What to take from this signal

Context

"OSWorld2.0: Benchmarking Computer Use Agents on Long-Horizon Real-World Tasks" is archived here as a source-linked AI signal from arXiv.org. The useful part is the connection between OSWorld2, Benchmarking, Computer, Agents, Long-Horizon and technical due diligence, roadmap bets, agent design, and evaluation strategy, which makes the item more actionable than a normal feed headline. The source context says: Existing computer-use benchmarks fail to capture the realism, complexity, and long-horizon demands of real-world computer use, limiting their ability to reveal the limitations of frontier agents. We introduce OSWorld 2.0, a benchmark of 108 long-horizon computer-use workflows across everyday and professional tasks, designed to capture complex and challenging real-world phenomena. Each task represents a realistic end-to-end workflow that takes human users a median of about 1.6 hours to complete and requires an average of 318 tool calls with Claude Opus 4.7 using maximum thinking, compared with about 30 in OSWorld 1.0. OSWorld 2.0 targets challenge phenomena that are common in real workflows yet underrepresented in prior benchmarks, spanning interaction-design challenges such as streaming interaction and dynamic environments, as well as agent-pattern challenges such as cross-source reasoning, implicit-state inference, and visual-spatial precision.

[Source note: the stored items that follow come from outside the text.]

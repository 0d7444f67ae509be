use std::{
    sync::Arc,
    thread::{self, JoinHandle},
    time::Duration,
};

use crossbeam_channel::{Receiver, Sender, TryRecvError, TrySendError};
use image::RgbaImage;

use crate::{
    component::{Component, PreviewContext},
    render::Compositor,
    PreviewConfig, Result, VisualizerError,
};

/// Snapshot of the editor's component stack, topmost layer first.
#[derive(Clone, Default)]
pub struct RenderRequest {
    pub components: Vec<Arc<dyn Component>>,
}

impl RenderRequest {
    pub fn new(components: Vec<Arc<dyn Component>>) -> Self {
        Self { components }
    }
}

impl std::fmt::Debug for RenderRequest {
    fn fmt(&self, f: &mut std::fmt::Formatter<'_>) -> std::fmt::Result {
        let names: Vec<&str> = self.components.iter().map(|c| c.name()).collect();
        f.debug_struct("RenderRequest")
            .field("components", &names)
            .finish()
    }
}

/// Outbound notifications from the preview worker.
#[derive(Debug, Clone)]
pub enum PreviewEvent {
    Frame(RgbaImage),
    /// A render pass was abandoned; carries the reason.
    Failed(String),
}

/// Creates the producer/consumer pair for the preview pipeline plus the
/// receiver for the frames it emits.
pub fn channel(config: &PreviewConfig) -> Result<(PreviewQueue, PreviewWorker, Receiver<PreviewEvent>)> {
    config.validate()?;

    let (request_tx, request_rx) = crossbeam_channel::bounded(config.queue_capacity);
    let (event_tx, event_rx) = crossbeam_channel::unbounded();
    // Never carries a message; disconnects when the worker is dropped.
    let (alive_tx, alive_rx) = crossbeam_channel::bounded(0);

    let queue = PreviewQueue {
        tx: request_tx,
        overflow: request_rx.clone(),
        alive: alive_rx,
    };
    let worker = PreviewWorker {
        requests: request_rx,
        events: event_tx,
        compositor: Compositor::from_config(config)?,
        context: PreviewContext::new(config.output_width, config.output_height),
        _alive: alive_tx,
    };

    Ok((queue, worker, event_rx))
}

/// Producer side of the preview pipeline.
///
/// Submitting never blocks: when the queue is full the oldest pending request
/// is evicted, since only the freshest state is ever shown.
#[derive(Debug, Clone)]
pub struct PreviewQueue {
    tx: Sender<RenderRequest>,
    overflow: Receiver<RenderRequest>,
    alive: Receiver<()>,
}

impl PreviewQueue {
    /// Queues a render of `components`. Fails with
    /// [`VisualizerError::QueueClosed`] once the worker has gone away.
    pub fn submit(&self, components: Vec<Arc<dyn Component>>) -> Result<()> {
        if self.is_closed() {
            return Err(VisualizerError::QueueClosed);
        }

        let mut request = RenderRequest::new(components);
        loop {
            match self.tx.try_send(request) {
                Ok(()) => return Ok(()),
                Err(TrySendError::Full(rejected)) => {
                    if self.overflow.try_recv().is_ok() {
                        tracing::trace!("evicted stale preview request");
                    }
                    request = rejected;
                }
                Err(TrySendError::Disconnected(_)) => return Err(VisualizerError::QueueClosed),
            }
        }
    }

    /// Whether the worker has been dropped or its thread has exited.
    pub fn is_closed(&self) -> bool {
        matches!(self.alive.try_recv(), Err(TryRecvError::Disconnected))
    }

    /// Number of requests waiting for the worker.
    pub fn pending(&self) -> usize {
        self.tx.len()
    }
}

/// Consumer side of the preview pipeline.
#[derive(Debug)]
pub struct PreviewWorker {
    requests: Receiver<RenderRequest>,
    events: Sender<PreviewEvent>,
    compositor: Compositor,
    context: PreviewContext,
    _alive: Sender<()>,
}

impl PreviewWorker {
    pub fn context(&self) -> PreviewContext {
        self.context
    }

    /// Changes the output resolution used by subsequent passes.
    pub fn set_resolution(&mut self, width: u32, height: u32) -> Result<()> {
        if width == 0 || height == 0 {
            return Err(VisualizerError::InvalidConfig(
                "output resolution must be non-zero",
            ));
        }
        self.context = PreviewContext::new(width, height);
        Ok(())
    }

    /// Renders the newest queued request, dropping any older ones.
    ///
    /// Returns `Ok(false)` without emitting anything when nothing is queued.
    /// A failing component aborts the pass and no frame is emitted.
    pub fn process(&mut self) -> Result<bool> {
        let Some(request) = self.take_latest().0 else {
            return Ok(false);
        };
        self.render(request)
    }

    /// Runs the worker on its own thread, polling the queue every `interval`.
    ///
    /// The thread exits once every [`PreviewQueue`] has been dropped and the
    /// queue is drained, or when the event receiver goes away.
    pub fn spawn(self, interval: Duration) -> Result<JoinHandle<()>> {
        let handle = thread::Builder::new()
            .name("preview-worker".to_string())
            .spawn(move || self.run(interval))?;
        Ok(handle)
    }

    fn run(mut self, interval: Duration) {
        let ticker = crossbeam_channel::tick(interval);
        tracing::debug!(?interval, "preview worker started");

        loop {
            if ticker.recv().is_err() {
                break;
            }

            let (latest, closed) = self.take_latest();
            if let Some(request) = latest {
                match self.render(request) {
                    Ok(_) => {}
                    Err(VisualizerError::QueueClosed) => break,
                    Err(err) => {
                        tracing::error!(%err, "preview render failed");
                        if self.events.send(PreviewEvent::Failed(err.to_string())).is_err() {
                            break;
                        }
                    }
                }
            }

            if closed {
                break;
            }
        }

        tracing::debug!("preview worker stopped");
    }

    /// Drains the queue, returning the newest request and whether every
    /// producer has hung up.
    fn take_latest(&self) -> (Option<RenderRequest>, bool) {
        let mut latest = None;
        let mut dropped = 0usize;
        let closed = loop {
            match self.requests.try_recv() {
                Ok(request) => {
                    if latest.replace(request).is_some() {
                        dropped += 1;
                    }
                }
                Err(TryRecvError::Empty) => break false,
                Err(TryRecvError::Disconnected) => break true,
            }
        };

        if dropped > 0 {
            tracing::debug!(dropped, "coalesced stale preview requests");
        }
        (latest, closed)
    }

    fn render(&mut self, request: RenderRequest) -> Result<bool> {
        let frame = self.compositor.composite(&self.context, &request.components)?;
        self.events
            .send(PreviewEvent::Frame(frame))
            .map_err(|_| VisualizerError::QueueClosed)?;
        Ok(true)
    }
}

Tasks are grounded in authentic input artifacts and cross-referenced against realistic stateful user profile data, and include separate safety reports auditing safety-sensitive execution. Under our primary binary-completion metric at 500 steps, Claude Opus 4.8 with maximum thinking and batched tool calls scores best but still completes only 20.6% of tasks at a 54.8% partial score; GPT-5.5 is far more token-efficient yet plateaus near 13%. These results show that current agents are still far from professional-level computer use: rather than stumbling on basic GUI control or coding, they lose track of constraints, miss information that arrives mid-task, guess rather than ask the user, and skip verification, struggling most when a task hinges on hidden state they must recover.

Builder takeaway

For an AI builder, the main takeaway is to watch how this signal changes practical decisions around technical feasibility, evaluation design, safety limits, and product primitives. It can inform what to test next, which product surface to compare, and whether the underlying workflow is ready for real users.

Source context

arXiv.org remains the authoritative source for the original claim. This page adds a stable archive URL, a short builder interpretation, and related search language so the item can be found later when the original feed has moved on.

Search angles

  • OSWorld2.0: Benchmarking Computer Use Agents on Long-Horizon Real-World Tasks Research context
  • arXiv.org AI research
  • OSWorld2, Benchmarking, Computer, Agents, Long-Horizon builder takeaway
  • AI research papers, technical methods, and applied AI systems

This page keeps a source preview and a stable archive URL for search discovery. The original source remains authoritative.